• EXERCISE INSTRUCTIONS:
Could you retype all of the data below exactly as given?

··· RECORDS SHOWN

//! Bearer-token authentication for devices and observers
//!
//! Tokens are HS256 JWTs carrying `{userId, email?, droneId?, type, exp}`.
//! Device tokens ingest telemetry for one drone; user tokens observe and
//! manage the operator's own flights and zones.

use crate::error::ApiError;
use crate::state::AppState;

use axum::extract::FromRequestParts;
use axum::http::request::Parts;
use axum::RequestPartsExt;
use axum_extra::headers::authorization::Bearer;
use axum_extra::headers::Authorization;
use axum_extra::TypedHeader;
use flight_core::{DroneId, OperatorId};
use flight_websocket::ObserverAuthenticator;
use jsonwebtoken::{decode, encode, Algorithm, DecodingKey, EncodingKey, Header, Validation};
use serde::{Deserialize, Serialize};

#[derive(Debug, Clone, Copy, PartialEq, Eq, Serialize, Deserialize)]
#[serde(rename_all = "lowercase")]
pub enum TokenKind {
    User,
    Device,
}

#[derive(Debug, Clone, Serialize, Deserialize)]
#[serde(rename_all = "camelCase")]
pub struct Claims {
    pub user_id: String,
    #[serde(default, skip_serializing_if = "Option::is_none")]
    pub email: Option<String>,
    #[serde(default, skip_serializing_if = "Option::is_none")]
    pub drone_id: Option<String>,
    #[serde(rename = "type")]
    pub kind: TokenKind,
    pub exp: usize,
}

pub struct JwtVerifier {
    decoding: DecodingKey,
    encoding: EncodingKey,
    validation: Validation,
}

impl JwtVerifier {
    pub fn new(secret: &str) -> Self {
        Self {
            decoding: DecodingKey::from_secret(secret.as_bytes()),
            encoding: EncodingKey::from_secret(secret.as_bytes()),
            validation: Validation::new(Algorithm::HS256),
        }
    }

    pub fn verify(&self, token: &str) -> Result<Claims, ApiError> {
        decode::<Claims>(token, &self.decoding, &self.validation)
            .map(|data| data.claims)
            .map_err(|_| ApiError::unauthorized("Invalid or expired token"))
    }

    /// Sign claims with the server secret
    pub fn issue(&self, claims: &Claims) -> Result<String, ApiError> {
        encode(&Header::new(Algorithm::HS256), claims, &self.encoding)
            .map_err(|e| ApiError::internal(format!("token signing failed: {e}")))
    }
}

impl ObserverAuthenticator for JwtVerifier {
    fn authenticate(&self, token: &str) -> Result<OperatorId, String> {
        let claims = self.verify(token).map_err(|_| "Invalid or expired token".to_string())?;
        if claims.kind != TokenKind::User {
            return Err("Invalid token type".into());
        }
        Ok(OperatorId::new(claims.user_id))
    }
}

async fn bearer_claims(parts: &mut Parts, state: &AppState) -> Result<Claims, ApiError> {
    let TypedHeader(Authorization(bearer)) = parts
        .extract::<TypedHeader<Authorization<Bearer>>>()
        .await
        .map_err(|_| ApiError::unauthorized("Missing or invalid authorization header"))?;
    state.jwt.verify(bearer.token())
}

/// A drone authenticated by its device token
#[derive(Debug, Clone)]
pub struct DeviceAuth {
    pub operator_id: OperatorId,
    pub drone_id: DroneId,
}

impl FromRequestParts<AppState> for DeviceAuth {
    type Rejection = ApiError;

    async fn from_request_parts(parts: &mut Parts, state: &AppState) -> Result<Self, Self::Rejection> {
        let claims = bearer_claims(parts, state).await?;
        if claims.kind != TokenKind::Device {
            return Err(ApiError::forbidden("Invalid token type"));
        }
        let drone_id = claims
            .drone_id
            .filter(|d| !d.is_empty())
            .ok_or_else(|| ApiError::unauthorized("Device token carries no drone"))?;

        Ok(Self {
            operator_id: OperatorId::new(claims.user_id),
            drone_id: DroneId::new(drone_id),
        })
    }
}

/// An operator authenticated by a user token
#[derive(Debug, Clone)]
pub struct ObserverAuth {
    pub operator_id: OperatorId,
}

impl FromRequestParts<AppState> for ObserverAuth {
    type Rejection = ApiError;

    async fn from_request_parts(parts: &mut Parts, state: &AppState) -> Result<Self, Self::Rejection> {
        let claims = bearer_claims(parts, state).await?;
        if claims.kind != TokenKind::User {
            return Err(ApiError::forbidden("Invalid token type"));
        }
        Ok(Self {
            operator_id: OperatorId::new(claims.user_id),
        })
    }
}

#[cfg(test)]
pub(crate) fn claims(kind: TokenKind, user: &str, drone: Option<&str>) -> Claims {
    Claims {
        user_id: user.to_string(),
        email: None,
        drone_id: drone.map(str::to_string),
        kind,
        exp: (chrono::Utc::now().timestamp() + 3600) as usize,
    }
}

······

• EXERCISE RESULT:
//! Bearer-token authentication for devices and observers
//!
//! Tokens are HS256 JWTs carrying `{userId, email?, droneId?, type, exp}`.
//! Device tokens ingest telemetry for one drone; user tokens observe and
//! manage the operator's own flights and zones.

use crate::error::ApiError;
use crate::state::AppState;

use axum::extract::FromRequestParts;
use axum::http::request::Parts;
use axum::RequestPartsExt;
use axum_extra::headers::authorization::Bearer;
use axum_extra::headers::Authorization;
use axum_extra::TypedHeader;
use flight_core::{DroneId, OperatorId};
use flight_websocket::ObserverAuthenticator;
use jsonwebtoken::{decode, encode, Algorithm, DecodingKey, EncodingKey, Header, Validation};
use serde::{Deserialize, Serialize};

#[derive(Debug, Clone, Copy, PartialEq, Eq, Serialize, Deserialize)]
#[serde(rename_all = "lowercase")]
pub enum TokenKind {
    User,
    Device,
}

#[derive(Debug, Clone, Serialize, Deserialize)]
#[serde(rename_all = "camelCase")]
pub struct Claims {
    pub user_id: String,
    #[serde(default, skip_serializing_if = "Option::is_none")]
    pub email: Option<String>,
    #[serde(default, skip_serializing_if = "Option::is_none")]
    pub drone_id: Option<String>,
    #[serde(rename = "type")]
    pub kind: TokenKind,
    pub exp: usize,
}

pub struct JwtVerifier {
    decoding: DecodingKey,
    encoding: EncodingKey,
    validation: Validation,
}

impl JwtVerifier {
    pub fn new(secret: &str) -> Self {
        Self {
            decoding: DecodingKey::from_secret(secret.as_bytes()),
            encoding: EncodingKey::from_secret(secret.as_bytes()),
            validation: Validation::new(Algorithm::HS256),
        }
    }

    pub fn verify(&self, token: &str) -> Result<Claims, ApiError> {
        decode::<Claims>(token, &self.decoding, &self.validation)
            .map(|data| data.claims)
            .map_err(|_| ApiError::unauthorized("Invalid or expired token"))
    }

    /// Sign claims with the server secret
    pub fn issue(&self, claims: &Claims) -> Result<String, ApiError> {
        encode(&Header::new(Algorithm::HS256), claims, &self.encoding)
            .map_err(|e| ApiError::internal(format!("token signing failed: {e}")))
    }
}

impl ObserverAuthenticator for JwtVerifier {
    fn authenticate(&self, token: &str) -> Result<OperatorId, String> {
        let claims = self.verify(token).map_err(|_| "Invalid or expired token".to_string())?;
        if claims.kind != TokenKind::User {
            return Err("Invalid token type".into());
        }
        Ok(OperatorId::new(claims.user_id))
    }
}

async fn bearer_claims(parts: &mut Parts, state: &AppState) -> Result<Claims, ApiError> {
    let TypedHeader(Authorization(bearer)) = parts
        .extract::<TypedHeader<Authorization<Bearer>>>()
        .await
        .map_err(|_| ApiError::unauthorized("Missing or invalid authorization header"))?;
    state.jwt.verify(bearer.token())
}

/// A drone authenticated by its device token
#[derive(Debug, Clone)]
pub struct DeviceAuth {
    pub operator_id: OperatorId,
    pub drone_id: DroneId,
}

impl FromRequestParts<AppState> for DeviceAuth {
    type Rejection = ApiError;

    async fn from_request_parts(parts: &mut Parts, state: &AppState) -> Result<Self, Self::Rejection> {
        let claims = bearer_claims(parts, state).await?;
        if claims.kind != TokenKind::Device {
            return Err(ApiError::forbidden("Invalid token type"));
        }
        let drone_id = claims
            .drone_id
            .filter(|d| !d.is_empty())
            .ok_or_else(|| ApiError::unauthorized("Device token carries no drone"))?;

        Ok(Self {
            operator_id: OperatorId::new(claims.user_id),
            drone_id: DroneId::new(drone_id),
        })
    }
}

/// An operator authenticated by a user token
#[derive(Debug, Clone)]
pub struct ObserverAuth {
    pub operator_id: OperatorId,
}

impl FromRequestParts<AppState> for ObserverAuth {
    type Rejection = ApiError;

    async fn from_request_parts(parts: &mut Parts, state: &AppState) -> Result<Self, Self::Rejection> {
        let claims = bearer_claims(parts, state).await?;
        if claims.kind != TokenKind::User {
            return Err(ApiError::forbidden("Invalid token type"));
        }
        Ok(Self {
            operator_id: OperatorId::new(claims.user_id),
        })
    }
}

#[cfg(test)]
pub(crate) fn claims(kind: TokenKind, user: &str, drone: Option<&str>) -> Claims {
    Claims {
        user_id: user.to_string(),
        email: None,
        drone_id: drone.map(str::to_string),
        kind,
        exp: (chrono::Utc::now().timestamp() + 3600) as usize,
    }
}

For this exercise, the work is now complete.